Monday, April 11, 2011

Grails: Accessing spring beans in the destory closure of Bootstrap code?

Hello,

I'm looking to access a bean in my destroy closure in the Bootstrap.groovy of my grails project. Any ideas on how to achieve this?

I seem to have no access to servletContext...?

From stackoverflow
  • Hmm, I can't find any examples of anyone even using the destroy block closure in Bootstrap. From the docs:

        It is not guaranteed that {{destroy}} will be called unless the 
    application exits gracefully (for example by using the application 
    server's shutdown command) so don't rely on it too much 
    

    As a guess, I'd have to say that the servletContext has already been destroyed before the {{destroy}} closure of Bootstrap is executed, so that bean you're trying to access is gone already. Can anyone confirm?

  • Hey Willi ;)

    You can obtain a a reference to the applicationContext from everywhere (including the destroy closure of BootStrap) using that chunk of code:

    def ctx = org.codehaus.groovy.grails.web.context.ServletContextHolder.servletContext.getAttribute(org.codehaus.groovy.grails.web.servlet.GrailsApplicationAttributes.APPLICATION_CONTEXT);
    

    or

    def ctx = org.codehaus.groovy.grails.commons.ApplicationHolder.application.parentContext
    

    Getting a reference to a bean is as easy as ctx.beanName.

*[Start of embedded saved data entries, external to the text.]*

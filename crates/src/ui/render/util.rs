use lipgloss::Style;

/// Pads (or truncates) to exactly `per` lines, each rendered `total_width` wide.
pub fn normalize_and_pad(lines: Vec<String>, total_width: usize, per: usize) -> String {
    let line_style = Style::new().width(total_width as i32);
    let mut normalized: Vec<String> = lines.into_iter().map(|l| line_style.render(&l)).collect();
    normalized.resize_with(per, || line_style.render(""));
    normalized.join("\n")
}

/// Cuts plain text so it stays strictly narrower than `width`, marking the cut.
pub fn cut_to_width(plain: &str, width: usize) -> Option<String> {
    if plain.chars().count() < width {
        return None;
    }
    let mut cut: String = plain.chars().take(width.saturating_sub(2)).collect();
    cut.push('…');
    Some(cut)
}
// UI module root: interactive preview of an accelerated tree, split into focused submodules under `ui/`

pub mod model;
pub mod render;
pub mod run;
pub mod update;

pub use model::{initial_model, Action, Line, Model, Segment};
pub use render::{
    render_full, render_main_content, render_modeline, render_modeline_padded, render_status_block,
};
pub use run::run;
pub use update::handle_update;

// Messages used by the update logic
#[derive(Clone, Debug, PartialEq, Eq)]
pub enum Msg {
    WindowSize { width: usize, height: usize },
    Rune(char),
    KeyTab,
    KeyEsc,
    KeyUp,
    KeyDown,
    ToggleMode,
}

    Here is a small util class (written in Java) that can simplify this task:

    import org.springframework.context.ApplicationContext;
    import org.codehaus.groovy.grails.web.context.ServletContextHolder;
    import org.codehaus.groovy.grails.web.servlet.GrailsApplicationAttributes;
    
    public class SpringUtil {
    
        public static ApplicationContext getCtx() {
            return getApplicationContext();
        }
    
        public static ApplicationContext getApplicationContext() {
            return (ApplicationContext) ServletContextHolder.getServletContext().getAttribute(GrailsApplicationAttributes.APPLICATION_CONTEXT);
        }
    
        @SuppressWarnings("unchecked")
        public static <T> T getBean(String beanName) {
            return (T) getApplicationContext().getBean(beanName);
        }
    
    }
    

    and an example:

    def bean = SpringUtil.getBean("beanName")
    

    Cheers, Sigi

  • I know I'm all late here and all but since I found this via Google...

    Your BootStrap class gets injected with Spring beans by name, just like all the services and controllers and stuff. If you want a bean, just def it by name and it'll show up. Otherwise, just def grailsApplication and go to grailsApplication.mainContext.getBean etc.